What you have to do: Within the listing below, how many lines hold the string "units"? Only the number should be given.

########

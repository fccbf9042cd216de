use super::{BIAS_KEY, LayerParams, RECURRENT_WEIGHT_KEY, WEIGHT_KEY};

/// Parameter declarations of a simple recurrent layer.
///
/// # Fields
///
/// - `input_dim` - Number of input features per time step
/// - `units` - Number of recurrent units
/// - `params` - `W` (input_dim, units), `RW` (units, units) and `b` (1, units), in that order
#[derive(Debug, Clone, PartialEq, Eq)]
pub struct SimpleRnnParams {
    input_dim: usize,
    units: usize,
    params: LayerParams,
}

impl SimpleRnnParams {
    pub fn new(input_dim: usize, units: usize) -> Self {
        let params = LayerParams::new()
            .with_weight(WEIGHT_KEY, vec![input_dim, units])
            .with_weight(RECURRENT_WEIGHT_KEY, vec![units, units])
            .with_bias(BIAS_KEY, vec![1, units]);

        Self {
            input_dim,
            units,
            params,
        }
    }

    /// Returns the input feature dimension.
    pub fn input_dim(&self) -> usize {
        self.input_dim
    }

    /// Returns the number of recurrent units.
    pub fn units(&self) -> usize {
        self.units
    }
}

delegate_layer_descriptor!(SimpleRnnParams, params);
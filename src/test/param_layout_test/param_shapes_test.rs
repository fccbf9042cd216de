use super::*;

#[test]
fn test_insert_keeps_declaration_order() {
    let mut shapes = ParamShapes::new();
    assert!(shapes.is_empty());

    assert_eq!(shapes.insert("W", vec![3, 4]), None);
    assert_eq!(shapes.insert("b", vec![4]), None);
    assert_eq!(shapes.insert("W", vec![4, 3]), Some(vec![3, 4]));

    assert_eq!(shapes.len(), 2);
    assert_eq!(shapes.keys().collect::<Vec<_>>(), vec!["W", "b"]);
    assert_eq!(shapes.get("W"), Some(&[4, 3][..]));
    assert_eq!(shapes.get("missing"), None);
    assert!(shapes.contains("b"));
}

#[test]
fn test_collect_and_compare() {
    let a: ParamShapes = vec![("W", vec![2]), ("b", vec![1])].into_iter().collect();
    let b: ParamShapes = vec![("W", vec![2]), ("b", vec![1])].into_iter().collect();
    let c: ParamShapes = vec![("b", vec![1]), ("W", vec![2])].into_iter().collect();

    assert_eq!(a, b);
    assert_ne!(a, c);
    assert_eq!(
        a.iter().collect::<Vec<_>>(),
        vec![("W", &[2usize][..]), ("b", &[1usize][..])]
    );
}

#[test]
fn test_shape_len() {
    assert_eq!(shape_len("W", &[3, 4]), Ok(12));
    assert_eq!(shape_len("b", &[4]), Ok(4));
    assert_eq!(shape_len("scalar", &[]), Ok(1));
    assert_eq!(
        shape_len("W", &[3, 0, 2]),
        Err(LayoutError::InvalidShape {
            name: "W".to_string(),
            shape: vec![3, 0, 2],
        })
    );
    assert!(matches!(
        shape_len("huge", &[usize::MAX, 2]),
        Err(LayoutError::InvalidShape { .. })
    ));
}

#[test]
fn test_num_params_overflow_is_invalid_shape() {
    let params = LayerParams::new()
        .with_weight("W", vec![usize::MAX])
        .with_bias("b", vec![1]);

    assert!(matches!(
        num_params(&params),
        Err(LayoutError::InvalidShape { ref name, .. }) if name == "b"
    ));
}
use rand::SeedableRng;
use rand::rngs::StdRng;

/// Calculates the fan-in and fan-out of a parameter shape.
///
/// - `[]` and `[n]` - `(n, n)`, with `n = 1` for scalars
/// - `[in, out]` - `(in, out)`, the dense layer convention
/// - `[out, in, k...]` - `(in * receptive, out * receptive)` where `receptive` is the
///   product of the kernel dimensions, the convolution convention
///
/// # Parameters
///
/// * `shape` - Declared parameter shape
///
/// # Returns
///
/// * `(usize, usize)` - The `(fan_in, fan_out)` pair
pub fn fan_in_fan_out(shape: &[usize]) -> (usize, usize) {
    match shape {
        [] => (1, 1),
        [n] => (*n, *n),
        [fan_in, fan_out] => (*fan_in, *fan_out),
        [out_channels, in_channels, kernel @ ..] => {
            let receptive: usize = kernel.iter().product();
            (in_channels * receptive, out_channels * receptive)
        }
    }
}

/// Creates the random number generator used by a weight initializer.
///
/// # Parameters
///
/// * `seed` - Fixed seed for reproducible initialization, or `None` to seed from the thread RNG
pub fn seeded_rng(seed: Option<u64>) -> StdRng {
    match seed {
        Some(seed) => StdRng::seed_from_u64(seed),
        None => {
            let mut thread_rng = rand::rng();
            StdRng::from_rng(&mut thread_rng)
        }
    }
}
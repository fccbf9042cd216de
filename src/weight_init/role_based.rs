use crate::error::LayoutError;
use crate::param_layout::ParamRole;
use crate::traits::WeightInit;
use ndarray::ArrayViewMutD;

/// Weight initializer that dispatches on the parameter's role.
///
/// Weights go to the `weight` strategy and biases to the `bias` strategy.
/// Parameters with no role are left untouched.
///
/// # Example
/// ```rust
/// use ndarray::Array1;
/// use rustyml_params::prelude::*;
///
/// let init = RoleBasedInit::new(UniformInit::new(-0.05, 0.05, Some(7)).unwrap(), ConstantInit::zeros());
/// let mut initializer = ParamInitializer::with_weight_init(init);
///
/// let dense = DenseParams::new(4, 3);
/// let mut params = Array1::<f32>::ones(15);
/// let views = initializer.init(&dense, params.view_mut(), true).unwrap();
///
/// assert!(views.get("b").unwrap().iter().all(|&b| b == 0.0));
/// ```
#[derive(Debug, Clone)]
pub struct RoleBasedInit<W, B> {
    weight: W,
    bias: B,
}

impl<W: WeightInit, B: WeightInit> RoleBasedInit<W, B> {
    /// Creates a role-based initializer.
    ///
    /// # Parameters
    ///
    /// - `weight` - Strategy applied to weight parameters
    /// - `bias` - Strategy applied to bias parameters
    pub fn new(weight: W, bias: B) -> Self {
        Self { weight, bias }
    }
}

impl<W: WeightInit, B: WeightInit> WeightInit for RoleBasedInit<W, B> {
    fn populate(
        &mut self,
        name: &str,
        role: Option<ParamRole>,
        shape: &[usize],
        view: &mut ArrayViewMutD<'_, f32>,
    ) -> Result<(), LayoutError> {
        match role {
            Some(ParamRole::Weight) => self.weight.populate(name, role, shape, view),
            Some(ParamRole::Bias) => self.bias.populate(name, role, shape, view),
            None => Ok(()),
        }
    }

    fn is_noop(&self) -> bool {
        self.weight.is_noop() && self.bias.is_noop()
    }
}
pub use crate::descriptor::{Conv2DParams, DenseParams, LayerParams, SimpleRnnParams};
pub use crate::error::LayoutError;
pub use crate::param_layout::{
    BufferKind, DEFAULT_WEIGHT_INIT_ORDER, ParamInitializer, ParamRole, ParamShapes, ParamViews,
    bias_keys, is_bias_param, is_weight_param, layout, num_params, param_keys, param_role,
    validate_descriptor, weight_keys,
};
pub use crate::traits::{FlatBuffer, LayerDescriptor, WeightInit};
pub use crate::weight_init::{
    ConstantInit, NoInit, NormalInit, RoleBasedInit, UniformInit, XavierUniform,
};
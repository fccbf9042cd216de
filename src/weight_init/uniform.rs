use super::helper_functions::seeded_rng;
use crate::error::LayoutError;
use crate::param_layout::ParamRole;
use crate::traits::WeightInit;
use ndarray::ArrayViewMutD;
use rand::rngs::StdRng;
use rand_distr::{Distribution, Uniform};

/// Weight initializer that samples every element uniformly from `[low, high)`.
///
/// # Fields
///
/// - `distribution` - The uniform distribution to sample from
/// - `rng` - Random number generator, seeded at construction
#[derive(Debug, Clone)]
pub struct UniformInit {
    distribution: Uniform<f32>,
    rng: StdRng,
}

impl UniformInit {
    /// Creates a uniform initializer.
    ///
    /// # Parameters
    ///
    /// - `low` - Inclusive lower bound
    /// - `high` - Exclusive upper bound
    /// - `seed` - Optional seed for reproducible sampling
    ///
    /// # Returns
    ///
    /// - `Ok(Self)` - A new uniform initializer
    /// - `Err(LayoutError::InvalidInitializer)` - If `low >= high` or a bound is not finite
    pub fn new(low: f32, high: f32, seed: Option<u64>) -> Result<Self, LayoutError> {
        let distribution = Uniform::new(low, high).map_err(|e| {
            LayoutError::InvalidInitializer(format!(
                "uniform range [{}, {}) is invalid: {}",
                low, high, e
            ))
        })?;

        Ok(Self {
            distribution,
            rng: seeded_rng(seed),
        })
    }
}

impl WeightInit for UniformInit {
    fn populate(
        &mut self,
        _name: &str,
        _role: Option<ParamRole>,
        _shape: &[usize],
        view: &mut ArrayViewMutD<'_, f32>,
    ) -> Result<(), LayoutError> {
        view.map_inplace(|x| *x = self.distribution.sample(&mut self.rng));
        Ok(())
    }
}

########

Task answer: 11